▸ **Task objective**
Give back the records in full, with every line exactly as it was.

::: Task input :::

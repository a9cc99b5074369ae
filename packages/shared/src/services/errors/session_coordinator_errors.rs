use crate::repositories::errors::invite_repository_errors::InviteRepositoryError;
use crate::repositories::errors::session_repository_errors::SessionRepositoryError;

#[derive(Debug)]
pub enum SessionCoordinatorError {
    /// The current status does not allow the requested transition.
    InvalidTransition(String),
    /// The operation already happened. Callers treat this as success.
    AlreadyResolved { session_id: Option<String> },
    Unauthorized(String),
    SessionNoLongerJoinable(String),
    NotFound(String),
    /// A host named in the operation is already in another open session.
    HostBusy(String),
    ValidationError(String),
    /// A concurrent writer changed the row between read and write. Safe to retry.
    Conflict(String),
    /// The store holds state no valid sequence of operations could produce.
    InconsistentState(String),
    RepositoryError(String),
}

impl SessionCoordinatorError {
    pub fn is_already_resolved(&self) -> bool {
        matches!(self, SessionCoordinatorError::AlreadyResolved { .. })
    }

    pub fn is_retryable(&self) -> bool {
        matches!(
            self,
            SessionCoordinatorError::Conflict(_) | SessionCoordinatorError::RepositoryError(_)
        )
    }
}

impl std::fmt::Display for SessionCoordinatorError {
    fn fmt(&self, f: &mut std::fmt::Formatter<'_>) -> std::fmt::Result {
        match self {
            SessionCoordinatorError::InvalidTransition(msg) => {
                write!(f, "Invalid transition: {}", msg)
            }
            SessionCoordinatorError::AlreadyResolved { session_id } => match session_id {
                Some(session_id) => write!(f, "Already resolved into session {}", session_id),
                None => write!(f, "Already resolved"),
            },
            SessionCoordinatorError::Unauthorized(msg) => write!(f, "Unauthorized: {}", msg),
            SessionCoordinatorError::SessionNoLongerJoinable(msg) => {
                write!(f, "Session no longer joinable: {}", msg)
            }
            SessionCoordinatorError::NotFound(msg) => write!(f, "Not found: {}", msg),
            SessionCoordinatorError::HostBusy(host_id) => {
                write!(f, "Host {} is already in an open session", host_id)
            }
            SessionCoordinatorError::ValidationError(msg) => write!(f, "Validation error: {}", msg),
            SessionCoordinatorError::Conflict(msg) => write!(f, "Conflict: {}", msg),
            SessionCoordinatorError::InconsistentState(msg) => {
                write!(f, "Inconsistent state: {}", msg)
            }
            SessionCoordinatorError::RepositoryError(msg) => write!(f, "Repository error: {}", msg),
        }
    }
}

impl std::error::Error for SessionCoordinatorError {}

impl From<InviteRepositoryError> for SessionCoordinatorError {
    fn from(err: InviteRepositoryError) -> Self {
        match err {
            InviteRepositoryError::NotPending => {
                SessionCoordinatorError::Conflict("Invite is no longer pending".to_string())
            }
            other => SessionCoordinatorError::RepositoryError(other.to_string()),
        }
    }
}

impl From<SessionRepositoryError> for SessionCoordinatorError {
    fn from(err: SessionRepositoryError) -> Self {
        match err {
            SessionRepositoryError::HostBusy(host_id) => SessionCoordinatorError::HostBusy(host_id),
            SessionRepositoryError::InviteNotPending | SessionRepositoryError::StatusChanged => {
                SessionCoordinatorError::Conflict(err.to_string())
            }
            other => SessionCoordinatorError::RepositoryError(other.to_string()),
        }
    }
}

:::

▸ **Solution**
repository a9cc99b5074369ae
filename packages/shared/src/services/errors/session_coordinator_errors.rs
use crate::repositories::errors::invite_repository_errors::InviteRepositoryError;
use crate::repositories::errors::session_repository_errors::SessionRepositoryError;

#[derive(Debug)]
pub enum SessionCoordinatorError {
    /// The current status does not allow the requested transition.
    InvalidTransition(String),
    /// The operation already happened. Callers treat this as success.
    AlreadyResolved { session_id: Option<String> },
    Unauthorized(String),
    SessionNoLongerJoinable(String),
    NotFound(String),
    /// A host named in the operation is already in another open session.
    HostBusy(String),
    ValidationError(String),
    /// A concurrent writer changed the row between read and write. Safe to retry.
    Conflict(String),
    /// The store holds state no valid sequence of operations could produce.
    InconsistentState(String),
    RepositoryError(String),
}

impl SessionCoordinatorError {
    pub fn is_already_resolved(&self) -> bool {
        matches!(self, SessionCoordinatorError::AlreadyResolved { .. })
    }

    pub fn is_retryable(&self) -> bool {
        matches!(
            self,
            SessionCoordinatorError::Conflict(_) | SessionCoordinatorError::RepositoryError(_)
        )
    }
}

impl std::fmt::Display for SessionCoordinatorError {
    fn fmt(&self, f: &mut std::fmt::Formatter<'_>) -> std::fmt::Result {
        match self {
            SessionCoordinatorError::InvalidTransition(msg) => {
                write!(f, "Invalid transition: {}", msg)
            }
            SessionCoordinatorError::AlreadyResolved { session_id } => match session_id {
                Some(session_id) => write!(f, "Already resolved into session {}", session_id),
                None => write!(f, "Already resolved"),
            },
            SessionCoordinatorError::Unauthorized(msg) => write!(f, "Unauthorized: {}", msg),
            SessionCoordinatorError::SessionNoLongerJoinable(msg) => {
                write!(f, "Session no longer joinable: {}", msg)
            }
            SessionCoordinatorError::NotFound(msg) => write!(f, "Not found: {}", msg),
            SessionCoordinatorError::HostBusy(host_id) => {
                write!(f, "Host {} is already in an open session", host_id)
            }
            SessionCoordinatorError::ValidationError(msg) => write!(f, "Validation error: {}", msg),
            SessionCoordinatorError::Conflict(msg) => write!(f, "Conflict: {}", msg),
            SessionCoordinatorError::InconsistentState(msg) => {
                write!(f, "Inconsistent state: {}", msg)
            }
            SessionCoordinatorError::RepositoryError(msg) => write!(f, "Repository error: {}", msg),
        }
    }
}

impl std::error::Error for SessionCoordinatorError {}

impl From<InviteRepositoryError> for SessionCoordinatorError {
    fn from(err: InviteRepositoryError) -> Self {
        match err {
            InviteRepositoryError::NotPending => {
                SessionCoordinatorError::Conflict("Invite is no longer pending".to_string())
            }
            other => SessionCoordinatorError::RepositoryError(other.to_string()),
        }
    }
}

impl From<SessionRepositoryError> for SessionCoordinatorError {
    fn from(err: SessionRepositoryError) -> Self {
        match err {
            SessionRepositoryError::HostBusy(host_id) => SessionCoordinatorError::HostBusy(host_id),
            SessionRepositoryError::InviteNotPending | SessionRepositoryError::StatusChanged => {
                SessionCoordinatorError::Conflict(err.to_string())
            }
            other => SessionCoordinatorError::RepositoryError(other.to_string()),
        }
    }
}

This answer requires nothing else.